- WHAT TO WORK ON -
Starting with the line that contains "html.push('\n');", write out each line through the end of the listing, unchanged. Output nothing else.

- DATA EXTRACTS -
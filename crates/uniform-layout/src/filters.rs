//! Template filters rendering whole forms without a helper
//!
//! - `as_uni_form`: non-field errors followed by every field
//! - `as_uni_errors`: only the non-field error block

use crate::error::UniFormResult;
use crate::field::{RenderContext, RenderPass, render_remaining_fields};
use crate::settings::{ERRORS_TEMPLATE, FORMSET_ERRORS_TEMPLATE};
use uniform_forms::{Form, FormSet};
use uniform_templates::Context;

/// Every field of the form in declaration order, in a fresh pass
pub fn render_fields(form: &Form, ctx: &RenderContext<'_>) -> UniFormResult<String> {
	let mut pass = RenderPass::new();
	render_remaining_fields(form, &mut pass, ctx)
}

/// Non-field errors of a form, without a title
pub fn as_uni_errors(form: &Form, ctx: &RenderContext<'_>) -> UniFormResult<String> {
	let mut context = Context::new();
	context.insert("form_errors", form.non_field_errors());
	context.insert("form_error_title", &None::<String>);
	Ok(ctx.engine.render(ERRORS_TEMPLATE, &context)?)
}

pub fn as_uni_form(form: &Form, ctx: &RenderContext<'_>) -> UniFormResult<String> {
	let mut html = as_uni_errors(form, ctx)?;
	html.push_str(&render_fields(form, ctx)?);
	Ok(html)
}

/// Formset-level errors followed by the non-field errors of each form
pub fn as_uni_formset_errors(formset: &FormSet, ctx: &RenderContext<'_>) -> UniFormResult<String> {
	let mut context = Context::new();
	context.insert("formset_errors", formset.non_form_errors());
	context.insert("formset_error_title", &None::<String>);
	let mut html = ctx.engine.render(FORMSET_ERRORS_TEMPLATE, &context)?;
	for form in formset.forms() {
		html.push_str(&as_uni_errors(form, ctx)?);
	}
	Ok(html)
}

/// Management form, formset errors, then every form
pub fn as_uni_formset(formset: &FormSet, ctx: &RenderContext<'_>) -> UniFormResult<String> {
	let mut html = formset.management_form_html();
	html.push('\n');
	let mut context = Context::new();
	context.insert("formset_errors", formset.non_form_errors());
	context.insert("formset_error_title", &None::<String>);
	html.push_str(&ctx.engine.render(FORMSET_ERRORS_TEMPLATE, &context)?);
	for form in formset.forms() {
		html.push_str(&as_uni_form(form, ctx)?);
	}
	Ok(html)
}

- WRITTEN SOLUTION -
	html.push('\n');
	let mut context = Context::new();
	context.insert("formset_errors", formset.non_form_errors());
	context.insert("formset_error_title", &None::<String>);
	html.push_str(&ctx.engine.render(FORMSET_ERRORS_TEMPLATE, &context)?);
	for form in formset.forms() {
		html.push_str(&as_uni_form(form, ctx)?);
	}
	Ok(html)
}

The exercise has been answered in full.